EXTRACTED MATERIAL START
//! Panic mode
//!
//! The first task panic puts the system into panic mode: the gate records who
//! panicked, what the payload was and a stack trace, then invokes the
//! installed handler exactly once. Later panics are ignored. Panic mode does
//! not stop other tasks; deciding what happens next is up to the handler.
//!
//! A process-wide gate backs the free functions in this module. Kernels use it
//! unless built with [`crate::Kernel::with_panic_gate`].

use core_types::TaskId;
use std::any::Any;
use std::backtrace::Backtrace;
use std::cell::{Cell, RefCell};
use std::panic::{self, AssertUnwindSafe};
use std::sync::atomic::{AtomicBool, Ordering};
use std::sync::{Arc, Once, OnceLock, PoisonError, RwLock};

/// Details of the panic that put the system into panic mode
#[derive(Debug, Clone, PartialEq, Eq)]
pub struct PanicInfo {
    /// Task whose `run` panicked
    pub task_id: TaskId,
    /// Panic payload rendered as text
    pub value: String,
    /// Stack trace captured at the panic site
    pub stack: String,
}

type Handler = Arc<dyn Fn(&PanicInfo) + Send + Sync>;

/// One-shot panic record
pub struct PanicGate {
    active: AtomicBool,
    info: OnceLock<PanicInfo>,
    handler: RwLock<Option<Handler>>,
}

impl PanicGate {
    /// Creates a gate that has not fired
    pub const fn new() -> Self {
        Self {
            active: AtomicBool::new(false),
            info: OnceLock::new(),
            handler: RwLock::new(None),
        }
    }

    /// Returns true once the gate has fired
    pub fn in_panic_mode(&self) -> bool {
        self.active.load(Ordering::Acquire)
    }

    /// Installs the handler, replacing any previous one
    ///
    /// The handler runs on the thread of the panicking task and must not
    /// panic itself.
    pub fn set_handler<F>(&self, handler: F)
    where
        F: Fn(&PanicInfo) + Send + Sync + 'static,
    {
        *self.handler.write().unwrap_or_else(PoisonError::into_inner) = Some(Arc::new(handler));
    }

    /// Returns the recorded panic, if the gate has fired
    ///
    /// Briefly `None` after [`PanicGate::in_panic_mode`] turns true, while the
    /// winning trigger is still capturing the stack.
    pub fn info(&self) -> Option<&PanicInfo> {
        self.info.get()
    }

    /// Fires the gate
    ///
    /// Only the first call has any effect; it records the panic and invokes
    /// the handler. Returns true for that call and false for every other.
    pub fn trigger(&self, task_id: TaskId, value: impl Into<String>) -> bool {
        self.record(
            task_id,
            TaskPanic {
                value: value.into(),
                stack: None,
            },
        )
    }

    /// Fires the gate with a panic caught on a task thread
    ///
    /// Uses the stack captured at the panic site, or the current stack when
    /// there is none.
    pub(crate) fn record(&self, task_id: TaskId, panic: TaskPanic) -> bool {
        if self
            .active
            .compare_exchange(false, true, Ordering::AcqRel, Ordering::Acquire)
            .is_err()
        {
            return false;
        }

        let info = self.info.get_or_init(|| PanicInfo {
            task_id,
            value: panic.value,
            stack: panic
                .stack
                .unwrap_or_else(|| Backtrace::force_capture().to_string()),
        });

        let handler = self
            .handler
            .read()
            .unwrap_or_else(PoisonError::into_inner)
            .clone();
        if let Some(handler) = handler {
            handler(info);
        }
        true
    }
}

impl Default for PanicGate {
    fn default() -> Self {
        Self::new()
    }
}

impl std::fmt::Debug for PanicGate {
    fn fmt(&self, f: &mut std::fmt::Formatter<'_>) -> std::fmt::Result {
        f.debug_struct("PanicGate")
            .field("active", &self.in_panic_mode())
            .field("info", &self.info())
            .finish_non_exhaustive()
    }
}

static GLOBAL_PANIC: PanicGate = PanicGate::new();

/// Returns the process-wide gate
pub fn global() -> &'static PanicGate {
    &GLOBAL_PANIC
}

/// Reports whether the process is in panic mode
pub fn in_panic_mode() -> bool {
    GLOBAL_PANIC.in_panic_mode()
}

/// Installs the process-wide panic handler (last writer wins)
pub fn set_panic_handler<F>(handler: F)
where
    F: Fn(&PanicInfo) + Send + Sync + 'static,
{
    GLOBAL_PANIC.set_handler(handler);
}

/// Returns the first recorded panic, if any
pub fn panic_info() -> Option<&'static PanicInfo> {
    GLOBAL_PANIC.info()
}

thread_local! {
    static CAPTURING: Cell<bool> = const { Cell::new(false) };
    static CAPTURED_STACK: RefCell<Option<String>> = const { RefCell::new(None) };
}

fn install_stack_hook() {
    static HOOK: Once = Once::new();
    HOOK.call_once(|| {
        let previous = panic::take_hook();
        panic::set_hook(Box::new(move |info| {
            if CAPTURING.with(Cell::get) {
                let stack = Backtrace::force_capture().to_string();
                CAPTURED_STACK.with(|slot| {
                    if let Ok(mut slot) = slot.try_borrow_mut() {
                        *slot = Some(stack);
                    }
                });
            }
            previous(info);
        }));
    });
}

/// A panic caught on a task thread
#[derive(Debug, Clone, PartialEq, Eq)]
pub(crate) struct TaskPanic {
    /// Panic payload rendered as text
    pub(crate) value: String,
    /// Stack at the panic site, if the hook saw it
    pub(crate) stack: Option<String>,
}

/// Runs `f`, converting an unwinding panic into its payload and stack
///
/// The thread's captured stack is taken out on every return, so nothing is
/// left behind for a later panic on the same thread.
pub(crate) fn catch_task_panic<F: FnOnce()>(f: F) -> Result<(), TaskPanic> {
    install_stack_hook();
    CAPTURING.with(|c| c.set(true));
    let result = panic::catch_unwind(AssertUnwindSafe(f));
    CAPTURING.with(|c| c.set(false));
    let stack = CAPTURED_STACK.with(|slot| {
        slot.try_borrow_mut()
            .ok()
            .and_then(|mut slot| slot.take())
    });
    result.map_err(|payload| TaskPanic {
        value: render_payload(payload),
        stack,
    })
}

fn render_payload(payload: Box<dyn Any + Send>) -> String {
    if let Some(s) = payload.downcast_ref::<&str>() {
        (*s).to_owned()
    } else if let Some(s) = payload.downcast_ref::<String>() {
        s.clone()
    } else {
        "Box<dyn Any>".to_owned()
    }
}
EXTRACTED MATERIAL END
● **DIRECTIONS FOR THIS TASK**: Which lines in the records above hold the string "AtomicBool"? Copy each of them.

● **RESULT**:
use std::sync::atomic::{AtomicBool, Ordering};
    active: AtomicBool,
            active: AtomicBool::new(false),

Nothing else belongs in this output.